Matt Glassman

Pro-natalism

In my undergrad public policy class this week, we’re discussing the demographic context of American public policy. Big population, wealthy, aging, diverse, etc. That basket of things.

The specific policy focus of the class is the declining birthrate, which is gaining a lot of traction as a policy issue in the chattering class. Here are the readings we are doing:

A few conceptual notes about politics that spring from these readings:

  1. You don’t need to get consensus on why something is a problem in order to build solutions. In fact, most public policy changes are carried on coalitions with very different goals. That pro-natalism is a mix of those seeking virtuous freedom, technocratic GDP sustainment, and in-group survival is not particularly noteworthy, but it does create frictions.

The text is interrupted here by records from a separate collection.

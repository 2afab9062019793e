//! Logging setup for panefm.
//!
//! The TUI owns stdout and stderr, so records go to a file under the cache
//! directory. `PANEFM_LOG` takes an `env_logger` filter (default `warn`).

use env_logger::{Builder, Env, Target};

use std::fs::{self, OpenOptions};
use std::path::PathBuf;

pub const LOG_ENV: &str = "PANEFM_LOG";

/// `<cache dir>/panefm/panefm.log`
pub fn log_path() -> Option<PathBuf> {
    dirs::cache_dir().map(|dir| dir.join("panefm").join("panefm.log"))
}

/// Installs the global logger. Must be called once, before the terminal is
/// put into raw mode. If the log file can't be opened logging is disabled.
pub fn init() {
    let mut builder = Builder::from_env(Env::new().filter_or(LOG_ENV, "warn"));
    builder.format_timestamp_millis();

    let file = log_path().and_then(|path| {
        if let Some(parent) = path.parent() {
            fs::create_dir_all(parent).ok()?;
        }
        OpenOptions::new().create(true).append(true).open(path).ok()
    });

    match file {
        Some(file) => {
            builder.target(Target::Pipe(Box::new(file)));
        }
        None => {
            builder
                .target(Target::Stderr)
                .filter_level(log::LevelFilter::Off);
        }
    }

    // Only fails if a logger is already set, e.g. by a test harness.
    let _ = builder.try_init();
}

  2. In some cases, it makes for outright uncomfortable bedfellows and ambivalence about the coalition itself. As Hanania writes in his piece:

One reason I’ve hesitated is that those who care a lot about this issue are the kinds of people I find extremely unappealing. If you look at last year’s Natal conference, many of the attendees and featured guests are prone to white nationalism, spreading fake news, MAGA cultism, anti-vaxx, Based Ritualness, and overall rightoidism....And when I find myself holding a view that I share primarily with evil and stupid people, it rationally gives me pause. At the very least, by advocating for such a cause, I may make it more likely that these types of people could gain power, which would itself be a reason not to support the cause in the first place. Some people clearly just like pro-natalism as an ideology because it provides an excuse to tell people what to do, primarily women.

  1. One fundamental divide in public policy that springs from demographics is between those who want to reverse the demographic trends and those that want to adapt. This is so obvious that it's almost built-in to the landscape of the pro-natalism politics. That the fertility rate was higher X years ago makes anti-modernism a large component of some pro-natalists thought, be it for traditional gender roles of 50 years ago or traditional economies of 200 years ago.